Participant B: This is an area that I am the clinical lead for in the region, so it’s something I guess I kind-of live and breathe and I suppose I have quite a close eye on this one. I totally hear what Participant D just said there, but I think this goes back to my initial comment on workforce where I think if we really want to focus on what matters to patients and, you know, we know that if we can address what matters to them it removes some of those barriers to treatment care, [it] can even sometimes speed up them starting the treatment if a patient is deferring for various personal reasons. [The] ICR band for workforce [is] absolutely invaluable, and our voluntary workforce, and I don't think we place enough emphasis on both of those areas.
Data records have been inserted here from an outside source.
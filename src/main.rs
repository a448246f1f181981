use std::process::ExitCode;

use load_planner::api;
use load_planner::config::AppConfig;
use tracing::{info, warn};
use tracing_subscriber::EnvFilter;

#[tokio::main]
async fn main() -> ExitCode {
    // Load .env before the subscriber so RUST_LOG from the file applies.
    let dotenv = dotenvy::dotenv();

    tracing_subscriber::fmt()
        .with_env_filter(
            EnvFilter::try_from_default_env().unwrap_or_else(|_| EnvFilter::new("info")),
        )
        .init();

    if let Err(err) = dotenv {
        if !matches!(err, dotenvy::Error::Io(ref io_err) if io_err.kind() == std::io::ErrorKind::NotFound)
        {
            warn!("Could not load .env: {}", err);
        }
    }

    let app_config = AppConfig::from_env();

    info!("Load planning service starting...");
    match api::start_api_server(app_config).await {
        Ok(()) => ExitCode::SUCCESS,
        Err(_) => ExitCode::FAILURE,
    }
}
So if we can actually get those non-clinical aspects of a holistic needs assessment and care plan undertaken at the right point by the right person, that paves the way. So when a patient comes in, if all they're thinking about – we know it's a barrier to, you know, a clinical discussion – if a patient is just thinking, ‘oh my goodness, I can't afford my travel’, or, ‘who's going to look after the dog?’ All these things that really matter to patients. We can remove those barriers when they then see the specialist, be that the radiologist, nurse, or consultant. We know that that interaction will run smoother. I'm quite passionate that it is about getting them done, but it shouldn't keep falling to the nursing workforce. I think there's an element of the nursing workforce where it has to be that clinical part of your care plan, but actually a lot of this can be done by other parts of our workforce. But yes, I do place a great importance, it’s like a domino effect as well. Just to add, I think if you don't have your right care plan in place, then you move on to treatment summaries, cancer care reviews in a GP, stratified follow up. Your care plan really is the very first thing. And then what you need to do is just keep revisiting to make sure things haven't changed. But if you get that right straight off, it paves the way for the rest of your personalized care interventions to be effective.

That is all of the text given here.